SI CD8 T cell subsets produce different levels of cytokines and cytotoxic molecules in response to activation. (A and B) Representative flow-cytometric histogram (left) and compiled data (right, n = 8) for the intracellular expression of granzyme-B and perforin in CD8 T cell subsets without (A; UNST) and after (B; STIM) stimulation with anti-CD3/CD28 beads for 21 h (n = 6). Red lines indicate median values. (C) Flow-cytometric analysis of PMA/ionomycin-induced cytokine production by LP CD103⁻, LP CD103⁺, and IE CD103⁺ CD8 T cells. The mean percentages of cytokine-producing cells with SD are given by bars. (D) Relative representation of specific cytokine production profiles for LP CD103⁻ (n = 9), LP CD103⁺ (n = 9), and IE CD103⁺ (n = 4) CD8 T cells are represented on pie charts with color codes (C).
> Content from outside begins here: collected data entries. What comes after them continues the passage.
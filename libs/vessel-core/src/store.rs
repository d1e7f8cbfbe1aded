/// Execution Store - Identity and Metadata Persistence
///
/// **Responsibility:**
/// Allocate execution ids, map them to sharded directories, and persist the
/// metadata document of each execution.
///
/// **Guarantees:**
/// - Metadata writes go through a temp file + rename, so a reader never
///   observes a half-written document
/// - Artifact writes are create-if-absent: an existing file is never replaced
/// - Different executions never share a directory, so they can be updated in
///   parallel without coordination
///
/// Concurrent updates of the *same* execution may race on read-then-write;
/// callers that need set-once semantics use [`ExecutionStore::set_once`].
use chrono::Utc;
use serde_json::Value;
use std::fs;
use std::io::{self, BufWriter, Write};
use std::path::{Path, PathBuf};
use tempfile::NamedTempFile;
use tracing::{debug, info, warn};

use vessel_common::config::StoreConfig;
use vessel_common::layout::{self, ExecutionId, EXECUTION_KIND, SHARD_DEPTH};
use vessel_common::types::{is_truthy, CONTAINER_FINAL_STATE, CONTAINER_ID};
use vessel_common::{Artifact, ExecutionCreationData, ExecutionStatus, Metadata, VesselError};

use crate::Result;

/// Handle to one persisted execution.
///
/// Holds the last metadata snapshot read from disk; the status is derived
/// from that snapshot on every call.
#[derive(Debug, Clone)]
pub struct Execution {
    id: ExecutionId,
    path: PathBuf,
    metadata: Metadata,
}

impl Execution {
    pub fn id(&self) -> &ExecutionId {
        &self.id
    }

    pub fn path(&self) -> &Path {
        &self.path
    }

    pub fn metadata(&self) -> &Metadata {
        &self.metadata
    }

    pub fn status(&self) -> ExecutionStatus {
        ExecutionStatus::derive(&self.metadata)
    }

    /// Container id recorded by whoever launched the container, if any.
    ///
    /// Follows the same truthiness as status derivation: a falsy value is no
    /// container, a truthy value that is not a string is rejected.
    pub fn container_id(&self) -> Result<Option<&str>> {
        match self.metadata.get(CONTAINER_ID) {
            None => Ok(None),
            Some(value) if !is_truthy(value) => Ok(None),
            Some(Value::String(id)) => Ok(Some(id.as_str())),
            Some(other) => Err(VesselError::Validation(format!(
                "execution {}: `{}` must be a string, found {}",
                self.id, CONTAINER_ID, other
            ))),
        }
    }

    pub fn has_final_state(&self) -> bool {
        !matches!(
            self.metadata.get(CONTAINER_FINAL_STATE),
            None | Some(Value::Null)
        )
    }

    pub fn artifact_path(&self, artifact: Artifact) -> PathBuf {
        layout::artifact_path(&self.path, artifact)
    }

    pub fn metadata_path(&self) -> PathBuf {
        layout::metadata_path(&self.path)
    }
}

/// Filesystem-backed store rooted at a data directory.
#[derive(Debug, Clone)]
pub struct ExecutionStore {
    data_dir: PathBuf,
}

impl ExecutionStore {
    pub fn new(config: &StoreConfig) -> Self {
        Self::open(&config.data_dir)
    }

    pub fn open(data_dir: impl Into<PathBuf>) -> Self {
        Self {
            data_dir: data_dir.into(),
        }
    }

    pub fn data_dir(&self) -> &Path {
        &self.data_dir
    }

    /// Allocate an id and persist the creation payload as initial metadata.
    ///
    /// `data` is already typed, so nothing is allocated for a payload that
    /// failed [`ExecutionCreationData::from_json`].
    pub fn create(&self, data: ExecutionCreationData) -> Result<Execution> {
        let metadata = data.into_metadata()?;
        self.create_with_metadata(ExecutionId::generate(), metadata)
    }

    pub(crate) fn create_with_metadata(
        &self,
        id: ExecutionId,
        mut metadata: Metadata,
    ) -> Result<Execution> {
        let path = layout::execution_dir(&self.data_dir, &id);

        if let Some(parent) = path.parent() {
            fs::create_dir_all(parent).map_err(|e| VesselError::Creation {
                path: path.clone(),
                reason: e.to_string(),
            })?;
        }

        // create_dir (not create_dir_all) so an existing directory is detected
        match fs::create_dir(&path) {
            Ok(()) => {}
            Err(e) if e.kind() == io::ErrorKind::AlreadyExists => {
                return Err(VesselError::Creation {
                    path,
                    reason: format!("execution id {} already exists", id),
                });
            }
            Err(e) => {
                return Err(VesselError::Creation {
                    path,
                    reason: e.to_string(),
                });
            }
        }

        metadata.insert("id".to_string(), Value::String(id.to_string()));
        metadata.insert("kind".to_string(), Value::String(EXECUTION_KIND.to_string()));
        metadata.insert(
            "created_at".to_string(),
            Value::String(Utc::now().to_rfc3339()),
        );

        let metadata_path = layout::metadata_path(&path);
        if let Err(e) = write_json_atomic(&metadata_path, &Value::Object(metadata.clone())) {
            // Leave no half-created execution behind
            if let Err(cleanup) = fs::remove_dir_all(&path) {
                warn!(
                    execution_id = %id,
                    error = %cleanup,
                    "Failed to remove directory of failed creation"
                );
            }
            return Err(VesselError::Creation {
                path,
                reason: e.to_string(),
            });
        }

        info!(execution_id = %id, path = %path.display(), "Execution created");

        Ok(Execution { id, path, metadata })
    }

    pub fn load(&self, id: &ExecutionId) -> Result<Execution> {
        let path = layout::execution_dir(&self.data_dir, id);
        let metadata = match read_metadata(&layout::metadata_path(&path)) {
            Ok(md) => md,
            Err(VesselError::Persistence { source, .. })
                if source.kind() == io::ErrorKind::NotFound =>
            {
                return Err(VesselError::NotFound(id.to_string()));
            }
            Err(e) => return Err(e),
        };
        Ok(Execution {
            id: *id,
            path,
            metadata,
        })
    }

    /// Re-read the metadata snapshot of `execution` from disk
    pub fn refresh(&self, execution: &mut Execution) -> Result<()> {
        execution.metadata = read_metadata(&execution.metadata_path())?;
        Ok(())
    }

    /// Shallow-merge `partial` into the persisted metadata and write it back atomically.
    pub fn update_metadata(&self, execution: &mut Execution, partial: Metadata) -> Result<()> {
        let metadata_path = execution.metadata_path();
        let mut current = read_metadata(&metadata_path)?;
        let keys: Vec<String> = partial.keys().cloned().collect();
        current.extend(partial);
        write_json_atomic(&metadata_path, &Value::Object(current.clone()))?;
        execution.metadata = current;

        debug!(execution_id = %execution.id, keys = ?keys, "Metadata updated");
        Ok(())
    }

    /// Merge `container_id` into the metadata; this is how a launcher hands
    /// the container over for tracking.
    pub fn attach_container(&self, execution: &mut Execution, container_id: &str) -> Result<()> {
        let container_id = container_id.trim();
        if container_id.is_empty() {
            return Err(VesselError::Validation(
                "container id must not be empty".to_string(),
            ));
        }
        let mut partial = Metadata::new();
        partial.insert(CONTAINER_ID.to_string(), Value::String(container_id.to_string()));
        self.update_metadata(execution, partial)?;

        info!(execution_id = %execution.id, container_id = %container_id, "Container attached");
        Ok(())
    }

    /// Set-once register: merge `partial` only if `guard_key` is not yet set on disk.
    ///
    /// Returns whether the write happened. The handle is refreshed either way.
    /// There is no lock: callers that overlap and both see `guard_key` absent
    /// both write, and the last rename wins. Once it is on disk it is never
    /// replaced.
    pub fn set_once(
        &self,
        execution: &mut Execution,
        guard_key: &str,
        partial: Metadata,
    ) -> Result<bool> {
        let metadata_path = execution.metadata_path();
        let mut current = read_metadata(&metadata_path)?;

        if !matches!(current.get(guard_key), None | Some(Value::Null)) {
            execution.metadata = current;
            return Ok(false);
        }

        current.extend(partial);
        write_json_atomic(&metadata_path, &Value::Object(current.clone()))?;
        execution.metadata = current;
        Ok(true)
    }

    /// Write an artifact unless it already exists.
    ///
    /// Content lands in a temp file first and is published with a no-clobber
    /// link, so concurrent writers cannot replace an existing artifact and
    /// readers never see a partial one. Returns whether this call wrote it.
    pub fn write_artifact_once(
        &self,
        execution: &Execution,
        artifact: Artifact,
        content: &[u8],
    ) -> Result<bool> {
        let path = execution.artifact_path(artifact);
        let dir = path.parent().unwrap_or(execution.path());
        fs::create_dir_all(dir).map_err(|e| VesselError::persistence(dir, e))?;

        let mut tmp = NamedTempFile::new_in(dir).map_err(|e| VesselError::persistence(dir, e))?;
        tmp.write_all(content)
            .and_then(|_| tmp.as_file().sync_all())
            .map_err(|e| VesselError::persistence(&path, e))?;

        match tmp.persist_noclobber(&path) {
            Ok(_) => Ok(true),
            Err(e) if e.error.kind() == io::ErrorKind::AlreadyExists => {
                debug!(
                    execution_id = %execution.id,
                    artifact = %artifact,
                    "Artifact already written by a concurrent check"
                );
                Ok(false)
            }
            Err(e) => Err(VesselError::persistence(&path, e.error)),
        }
    }

    /// `<execution>/outputs`, created on first access
    pub fn outputs_path(&self, execution: &Execution) -> Result<PathBuf> {
        let path = layout::outputs_path(execution.path());
        fs::create_dir_all(&path).map_err(|e| VesselError::persistence(&path, e))?;
        Ok(path)
    }

    /// All persisted execution ids, oldest first.
    pub fn list(&self) -> Result<Vec<ExecutionId>> {
        let root = layout::executions_root(&self.data_dir);
        let mut ids = Vec::new();
        if !root.exists() {
            return Ok(ids);
        }

        let mut segments = Vec::with_capacity(SHARD_DEPTH);
        collect_ids(&root, SHARD_DEPTH, &mut segments, &mut ids)?;
        ids.sort();
        Ok(ids)
    }
}

fn collect_ids(
    dir: &Path,
    remaining: usize,
    segments: &mut Vec<String>,
    out: &mut Vec<ExecutionId>,
) -> Result<()> {
    if remaining == 0 {
        if layout::metadata_path(dir).is_file() {
            match ExecutionId::from_segments(segments) {
                Ok(id) => out.push(id),
                Err(e) => warn!(path = %dir.display(), error = %e, "Skipping unparseable shard"),
            }
        }
        return Ok(());
    }

    let entries = fs::read_dir(dir).map_err(|e| VesselError::persistence(dir, e))?;
    for entry in entries {
        let entry = entry.map_err(|e| VesselError::persistence(dir, e))?;
        let name = entry.file_name();
        let Some(name) = name.to_str() else { continue };
        if !layout::is_shard_segment(name) {
            continue;
        }
        if !entry.path().is_dir() {
            continue;
        }
        segments.push(name.to_string());
        collect_ids(&entry.path(), remaining - 1, segments, out)?;
        segments.pop();
    }
    Ok(())
}

fn read_metadata(path: &Path) -> Result<Metadata> {
    let content = fs::read_to_string(path).map_err(|e| VesselError::persistence(path, e))?;
    serde_json::from_str(&content).map_err(|e| VesselError::Corrupt {
        path: path.to_path_buf(),
        source: e,
    })
}
mod config;
mod poller;


use anyhow::Context;
use config::{LogFormat, WorkerConfig};
use tokio::signal;
use tracing::{error, info, warn};
use vessel_core::{DockerRuntime, ExecutionEngine, ExecutionStore, RuntimeClient};

#[tokio::main]
async fn main() -> anyhow::Result<()> {
    let config = WorkerConfig::from_env().context("Invalid worker configuration")?;
    init_tracing(config.log_format);

    info!("Vessel worker booting...");
    info!(
        data_dir = %config.store.data_dir.display(),
        poll_interval_secs = config.poll_interval.as_secs(),
        max_concurrent_checks = config.max_concurrent_checks,
        "Worker configured"
    );

    let runtime = DockerRuntime::connect().map_err(|e| {
        error!("Failed to connect to Docker: {}", e);
        e
    })?;
    let engine = ExecutionEngine::new(ExecutionStore::new(&config.store), runtime);

    // Setup graceful shutdown
    let shutdown = async {
        if let Err(e) = signal::ctrl_c().await {
            error!(error = %e, "Failed to install CTRL+C signal handler");
            std::future::pending::<()>().await;
        }
        warn!("Received shutdown signal, stopping poller...");
    };

    tokio::select! {
        result = poll_loop(&engine, &config) => result?,
        _ = shutdown => {},
    }

    info!("Worker shutdown complete");
    Ok(())
}

fn init_tracing(format: LogFormat) {
    let filter = tracing_subscriber::EnvFilter::try_from_default_env()
        .unwrap_or_else(|_| tracing_subscriber::EnvFilter::new("info"));

    match format {
        LogFormat::Text => tracing_subscriber::fmt()
            .with_env_filter(filter)
            .with_target(false)
            .with_thread_ids(true)
            .with_line_number(true)
            .init(),
        LogFormat::Json => tracing_subscriber::fmt()
            .json()
            .with_env_filter(filter)
            .with_current_span(true)
            .init(),
    }
}

async fn poll_loop<R: RuntimeClient>(
    engine: &ExecutionEngine<R>,
    config: &WorkerConfig,
) -> anyhow::Result<()> {
    loop {
        let started = std::time::Instant::now();
        match poller::sweep(engine, config.max_concurrent_checks).await {
            Ok(stats) => {
                info!(
                    listed = stats.listed,
                    settled = stats.settled,
                    waiting = stats.waiting,
                    captured = stats.captured,
                    failed = stats.failed,
                    sweep_ms = started.elapsed().as_millis() as u64,
                    "Sweep finished"
                );
            }
            Err(e) => {
                // Store unreadable this round - keep polling
                error!(error = %e, "Sweep failed");
            }
        }
        tokio::time::sleep(config.poll_interval).await;
    }
}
Mean values of indicated experiments. (E and F) Representative histograms (E) and compiled median fluorescence intensity (MFI; F) values for single, dual, and triple cytokine-producing CD8 T cells (n = 6). Red lines indicate median values. Statistical analysis was performed using one-way (A and F) and two-way (B and C) repeated-measures ANOVA with Tukey’s multiple comparisons test. For CD3/CD28 stimulation in B, Student’s t test was applied to compare unstimulated and stimulated cells (red vertical lines and asterisks). *, P ≤ 0.05; **, P ≤ 0.01; ***, P ≤ 0.001; ****, P ≤ 0.0001. Red horizontal lines on graphs represent median values.